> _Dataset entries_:
Content starts
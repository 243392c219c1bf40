#![cfg(unix)]

use std::path::PathBuf;
use std::sync::{mpsc, Arc, Mutex};
use std::time::{Duration, Instant};

use greybus_message::{Message, OperationResult};
use greybus_transport::{InboundSink, SocketClient, SocketTransport, Transport, TransportError};

struct RecordingSink(Mutex<mpsc::Sender<(u16, Message)>>);

impl InboundSink for RecordingSink {
    fn deliver(&self, cport: u16, message: Message) -> greybus_transport::Result<()> {
        self.0
            .lock()
            .expect("sink lock")
            .send((cport, message))
            .map_err(|_| TransportError::Shutdown)
    }
}

fn socket_path(tag: &str) -> PathBuf {
    let nanos = std::time::SystemTime::now()
        .duration_since(std::time::UNIX_EPOCH)
        .expect("clock")
        .as_nanos();
    PathBuf::from(format!(
        "/tmp/greybus-{tag}-{}-{nanos}.sock",
        std::process::id()
    ))
}

fn wait_connected(transport: &SocketTransport) {
    let deadline = Instant::now() + Duration::from_secs(5);
    while !transport.is_connected() {
        assert!(Instant::now() < deadline, "host never connected");
        std::thread::sleep(Duration::from_millis(5));
    }
}

fn start(tag: &str) -> (SocketTransport, mpsc::Receiver<(u16, Message)>, PathBuf) {
    let path = socket_path(tag);
    let transport = SocketTransport::bind(&path).expect("bind");
    let (tx, rx) = mpsc::channel();
    transport
        .init(Arc::new(RecordingSink(Mutex::new(tx))))
        .expect("init");
    (transport, rx, path)
}

#[test]
fn host_request_reaches_sink_with_cport() {
    let (transport, rx, path) = start("deliver");
    transport.listen(3).expect("listen");

    let mut client = SocketClient::connect(&path).expect("connect");
    wait_connected(&transport);

    let request = Message::with_payload(0x02, 17, OperationResult::Success, b"abc").expect("msg");
    client.send(3, &request).expect("send");

    let (cport, got) = rx.recv_timeout(Duration::from_secs(5)).expect("delivered");
    assert_eq!(cport, 3);
    assert_eq!(got.operation_id(), 17);
    assert_eq!(got.payload(), b"abc");

    transport.exit();
}

#[test]
fn traffic_for_idle_cport_is_dropped() {
    let (transport, rx, path) = start("idle");
    transport.listen(1).expect("listen");

    let mut client = SocketClient::connect(&path).expect("connect");
    wait_connected(&transport);

    let idle = Message::with_payload(0x02, 1, OperationResult::Success, b"x").expect("msg");
    let live = Message::with_payload(0x02, 2, OperationResult::Success, b"y").expect("msg");
    client.send(5, &idle).expect("send idle");
    client.send(1, &live).expect("send live");

    let (cport, got) = rx.recv_timeout(Duration::from_secs(5)).expect("delivered");
    assert_eq!(cport, 1);
    assert_eq!(got.operation_id(), 2);
    assert!(rx.recv_timeout(Duration::from_millis(50)).is_err());

    transport.exit();
}

#[test]
fn request_waits_for_matching_response() {
    let (transport, rx, path) = start("request");
    transport.listen(2).expect("listen");
    let transport = Arc::new(transport);

    let responder = {
        let transport = Arc::clone(&transport);
        std::thread::spawn(move || {
            let (cport, request) = rx.recv_timeout(Duration::from_secs(5)).expect("request");
            let noise = Message::with_payload(0x02, 0, OperationResult::Success, b"log")
                .expect("noise");
            transport.send(cport, &noise).expect("send noise");
            let response =
                Message::response(&request, OperationResult::Success, b"pong").expect("response");
            transport.send(cport, &response).expect("send response");
        })
    };

    let mut client = SocketClient::connect(&path).expect("connect");
    wait_connected(&transport);
    client
        .set_read_timeout(Some(Duration::from_secs(5)))
        .expect("timeout");

    let response = client
        .request(2, 0x03, b"ping", false)
        .expect("request")
        .expect("response");
    assert_eq!(response.op_type(), 0x83);
    assert_eq!(response.payload(), b"pong");

    responder.join().expect("responder");
    transport.exit();
}

#[test]
fn oneshot_request_returns_immediately() {
    let (transport, rx, path) = start("oneshot");
    transport.listen(4).expect("listen");

    let mut client = SocketClient::connect(&path).expect("connect");
    wait_connected(&transport);

    let response = client.request(4, 0x0e, &[1], true).expect("request");
    assert!(response.is_none());

    let (_, got) = rx.recv_timeout(Duration::from_secs(5)).expect("delivered");
    assert!(got.is_oneshot());

    transport.exit();
}

#[test]
fn exit_disconnects_host_and_removes_socket_on_drop() {
    let (transport, _rx, path) = start("exit");
    let mut client = SocketClient::connect(&path).expect("connect");
    wait_connected(&transport);

    transport.exit();
    assert!(!transport.is_connected());
    assert!(client.recv().is_err());

    drop(transport);
    assert!(!path.exists());
}
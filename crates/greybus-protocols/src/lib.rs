//! Greybus protocol drivers.
//!
//! Each module implements one protocol as a [`greybus_core::Driver`]. Drivers
//! act on peripherals through the capability traits in [`hal`], so the same
//! driver runs against real hardware bindings or the simulators in [`sim`].
//!
//! [`Peripherals`] maps a cport's protocol to a ready driver and plugs
//! straight into [`greybus_core::Greybus::register_from_config`]:
//!
//! ```no_run
//! # use std::sync::Arc;
//! # use greybus_core::{Greybus, GreybusConfig, Protocol};
//! # use greybus_protocols::sim::SimBoard;
//! # fn demo(transport: Arc<dyn greybus_transport::Transport>) -> greybus_core::Result<()> {
//! let config = GreybusConfig::new()
//!     .with_cport(0, Protocol::Control)
//!     .with_cport(1, Protocol::Gpio);
//! let engine = Greybus::init(config, transport)?;
//! let peripherals = SimBoard::new().peripherals(Vec::new());
//! engine.register_from_config(|_, entry| peripherals.driver_for(entry.protocol));
//! # Ok(())
//! # }
//! ```

use std::sync::Arc;

use greybus_core::{Driver, Protocol};

pub mod control;
pub mod firmware;
pub mod gpio;
pub mod hal;
pub mod i2c;
pub mod log;
pub mod loopback;
mod op;
pub mod sim;
pub mod spi;
pub mod uart;

pub use control::ControlDriver;
pub use firmware::{FirmwareDownloadDriver, FirmwareManagementDriver};
pub use gpio::GpioDriver;
pub use i2c::I2cDriver;
pub use log::{send_log, LogDriver};
pub use loopback::LoopbackDriver;
pub use spi::SpiDriver;
pub use uart::UartDriver;

use hal::{FirmwareInfo, GpioController, I2cBus, NoTimesync, SpiController, Timesync, UartPort};

/// The peripherals of a node, and the factory for its protocol drivers.
#[derive(Clone)]
pub struct Peripherals {
    manifest: Arc<[u8]>,
    timesync: Arc<dyn Timesync>,
    gpio: Option<Arc<dyn GpioController>>,
    i2c: Option<Arc<dyn I2cBus>>,
    spi: Option<Arc<dyn SpiController>>,
    uart: Option<Arc<dyn UartPort>>,
    firmware: Option<Arc<dyn FirmwareInfo>>,
}

impl Peripherals {
    /// A node serving `manifest` with no peripherals attached.
    pub fn new(manifest: impl Into<Arc<[u8]>>) -> Self {
        Self {
            manifest: manifest.into(),
            timesync: Arc::new(NoTimesync),
            gpio: None,
            i2c: None,
            spi: None,
            uart: None,
            firmware: None,
        }
    }

    pub fn with_timesync(mut self, timesync: Arc<dyn Timesync>) -> Self {
        self.timesync = timesync;
        self
    }

    pub fn with_gpio(mut self, gpio: Arc<dyn GpioController>) -> Self {
        self.gpio = Some(gpio);
        self
    }

    pub fn with_i2c(mut self, i2c: Arc<dyn I2cBus>) -> Self {
        self.i2c = Some(i2c);
        self
    }

    pub fn with_spi(mut self, spi: Arc<dyn SpiController>) -> Self {
        self.spi = Some(spi);
        self
    }

    pub fn with_uart(mut self, uart: Arc<dyn UartPort>) -> Self {
        self.uart = Some(uart);
        self
    }

    pub fn with_firmware(mut self, firmware: Arc<dyn FirmwareInfo>) -> Self {
        self.firmware = Some(firmware);
        self
    }

    pub fn manifest(&self) -> &[u8] {
        &self.manifest
    }

    /// A fresh driver for `protocol`, or `None` when the protocol is not
    /// implemented or its peripheral is missing.
    pub fn driver_for(&self, protocol: Protocol) -> Option<Arc<dyn Driver>> {
        let driver: Arc<dyn Driver> = match protocol {
            Protocol::Control => Arc::new(
                ControlDriver::new(Arc::clone(&self.manifest))
                    .with_timesync(Arc::clone(&self.timesync)),
            ),
            Protocol::Gpio => Arc::new(GpioDriver::new(self.gpio.clone()?)),
            Protocol::I2c => Arc::new(I2cDriver::new(self.i2c.clone()?)),
            Protocol::Spi => Arc::new(SpiDriver::new(self.spi.clone()?)),
            Protocol::Uart => Arc::new(UartDriver::new(self.uart.clone()?)),
            Protocol::Log => Arc::new(LogDriver::new()),
            Protocol::Loopback => Arc::new(LoopbackDriver::new()),
            Protocol::FwManagement => {
                Arc::new(FirmwareManagementDriver::new(self.firmware.clone()?))
            }
            Protocol::FwDownload => Arc::new(FirmwareDownloadDriver),
            Protocol::Vendor | Protocol::Unknown(_) => return None,
        };
        Some(driver)
    }
}

#[cfg(test)]
mod tests {
    use super::*;

    #[test]
    fn factory_skips_missing_peripherals() {
        let bare = Peripherals::new(Vec::new());
        assert!(bare.driver_for(Protocol::Control).is_some());
        assert!(bare.driver_for(Protocol::Log).is_some());
        assert!(bare.driver_for(Protocol::Gpio).is_none());
        assert!(bare.driver_for(Protocol::FwManagement).is_none());
        assert!(bare.driver_for(Protocol::Unknown(0x42)).is_none());
    }

    #[test]
    fn factory_names_match_protocols() {
        let peripherals = sim::SimBoard::new().peripherals(Vec::new());
        for protocol in [
            Protocol::Control,
            Protocol::Gpio,
            Protocol::I2c,
            Protocol::Spi,
            Protocol::Uart,
            Protocol::Log,
            Protocol::Loopback,
            Protocol::FwManagement,
            Protocol::FwDownload,
        ] {
            let driver = peripherals.driver_for(protocol).expect("driver");
            assert_eq!(driver.name(), protocol.name());
        }
        assert!(peripherals.driver_for(Protocol::Vendor).is_none());
    }
}
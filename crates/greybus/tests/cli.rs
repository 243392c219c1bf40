#![cfg(all(unix, feature = "cli"))]

use std::path::{Path, PathBuf};
use std::process::{Child, Command, Output, Stdio};
use std::thread;
use std::time::{Duration, Instant};

use greybus_transport::SocketClient;

const CONFIG: &str = r#"{
    "cports": [
        { "bundle": 0, "protocol": "control" },
        { "bundle": 1, "protocol": "gpio" },
        { "bundle": 1, "protocol": "i2c" },
        { "bundle": 1, "protocol": "loopback" },
        { "bundle": 1, "protocol": 66 }
    ],
    "queue_capacity": 4
}"#;

fn unique_temp_dir(tag: &str) -> PathBuf {
    let dir = PathBuf::from(format!(
        "/tmp/gbcli-{tag}-{}-{}",
        std::process::id(),
        std::time::SystemTime::now()
            .duration_since(std::time::UNIX_EPOCH)
            .expect("time should be after epoch")
            .as_nanos()
    ));
    std::fs::create_dir_all(&dir).expect("temp dir should be creatable");
    dir
}

fn greybus() -> Command {
    let mut cmd = Command::new(env!("CARGO_BIN_EXE_greybus"));
    cmd.arg("--log-level").arg("error");
    cmd
}

/// Ping the control cport until the node answers.
fn wait_for_node(path: &Path, timeout: Duration) {
    let start = Instant::now();
    loop {
        if let Ok(mut client) = SocketClient::connect(path) {
            let answered = client
                .set_read_timeout(Some(Duration::from_millis(200)))
                .and_then(|()| client.request(0, 0x00, &[], false))
                .map(|response| response.is_some())
                .unwrap_or(false);
            if answered {
                return;
            }
        }
        if start.elapsed() >= timeout {
            panic!("node did not come up");
        }
        thread::sleep(Duration::from_millis(25));
    }
}

struct Node {
    child: Child,
    sock: PathBuf,
}

impl Node {
    fn start(tag: &str) -> Self {
        let dir = unique_temp_dir(tag);
        let sock = dir.join("node.sock");
        let config = dir.join("node.json");
        let manifest = dir.join("manifest.bin");
        std::fs::write(&config, CONFIG).expect("write config");
        std::fs::write(&manifest, b"\x08\x00\x00\x01manifest").expect("write manifest");

        let child = greybus()
            .arg("serve")
            .arg(&sock)
            .arg("--config")
            .arg(&config)
            .arg("--manifest")
            .arg(&manifest)
            .stdout(Stdio::null())
            .stderr(Stdio::null())
            .spawn()
            .expect("serve command should start");
        wait_for_node(&sock, Duration::from_secs(5));
        Self { child, sock }
    }

    fn send(&self, cport: &str, op_type: &str, extra: &[&str]) -> Output {
        greybus()
            .arg("--format")
            .arg("json")
            .arg("send")
            .arg(&self.sock)
            .arg("--cport")
            .arg(cport)
            .arg("--type")
            .arg(op_type)
            .args(extra)
            .output()
            .expect("send command should run")
    }
}

impl Drop for Node {
    fn drop(&mut self) {
        let _ = self.child.kill();
        let _ = self.child.wait();
    }
}

fn stdout_json(output: &Output) -> serde_json::Value {
    let text = String::from_utf8_lossy(&output.stdout);
    serde_json::from_str(text.trim()).expect("stdout should be one JSON object")
}

#[test]
fn send_prints_response_fields() {
    let node = Node::start("send");
    let output = node.send("1", "0x02", &[]);
    assert!(output.status.success(), "stderr: {}", String::from_utf8_lossy(&output.stderr));

    let json = stdout_json(&output);
    assert_eq!(json["cport"], 1);
    assert_eq!(json["op_type"], 0x82);
    assert_eq!(json["result"], "success");
    assert_eq!(json["payload"], "10");
}

#[test]
fn send_serves_configured_manifest() {
    let node = Node::start("manifest");
    let output = node.send("0", "0x03", &[]);
    assert!(output.status.success());
    assert_eq!(stdout_json(&output)["payload"], "0c00");
}

#[test]
fn send_exits_nonzero_on_failed_operation() {
    let node = Node::start("failed");
    let output = node.send("1", "0x7f", &[]);
    assert_eq!(output.status.code(), Some(2));
    assert_eq!(stdout_json(&output)["result"], "invalid");
}

#[test]
fn loopback_transfer_round_trips_hex_payload() {
    let node = Node::start("loopback");
    let payload = "04000000000000000000000001020304";
    let output = node.send("3", "0x03", &["--hex", payload]);
    assert!(output.status.success());
    assert_eq!(stdout_json(&output)["payload"], payload);
}

#[test]
fn oneshot_send_prints_nothing() {
    let node = Node::start("oneshot");
    let output = node.send("3", "0x04", &["--oneshot", "--hex", "00000000"]);
    assert!(output.status.success());
    assert!(output.stdout.is_empty());
}

#[test]
fn send_to_missing_socket_fails() {
    let dir = unique_temp_dir("missing");
    let output = greybus()
        .arg("send")
        .arg(dir.join("absent.sock"))
        .arg("--cport")
        .arg("0")
        .arg("--type")
        .arg("1")
        .output()
        .expect("send command should run");
    assert!(!output.status.success());
    assert!(String::from_utf8_lossy(&output.stderr).contains("connect failed"));
}

#[test]
fn config_prints_cport_table() {
    let dir = unique_temp_dir("config");
    let config = dir.join("node.json");
    std::fs::write(&config, CONFIG).expect("write config");

    let output = greybus()
        .arg("--format")
        .arg("json")
        .arg("config")
        .arg(&config)
        .output()
        .expect("config command should run");
    assert!(output.status.success());

    let json = stdout_json(&output);
    assert_eq!(json["cport_count"], 5);
    assert_eq!(json["queue_capacity"], 4);
    assert_eq!(json["cports"][1]["protocol"], "gpio");
    assert_eq!(json["cports"][4]["protocol"], "unknown(0x42)");
}

#[test]
fn config_rejects_empty_table() {
    let dir = unique_temp_dir("empty");
    let config = dir.join("node.json");
    std::fs::write(&config, r#"{ "cports": [] }"#).expect("write config");

    let output = greybus()
        .arg("config")
        .arg(&config)
        .output()
        .expect("config command should run");
    assert_eq!(output.status.code(), Some(40));
    assert!(String::from_utf8_lossy(&output.stderr).contains("cport table is empty"));
}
Content ends
> _Work order_:
Please return every line of the records above that contains the word "text".

> _Response for this exercise_:
    let text = String::from_utf8_lossy(&output.stdout);
    serde_json::from_str(text.trim()).expect("stdout should be one JSON object")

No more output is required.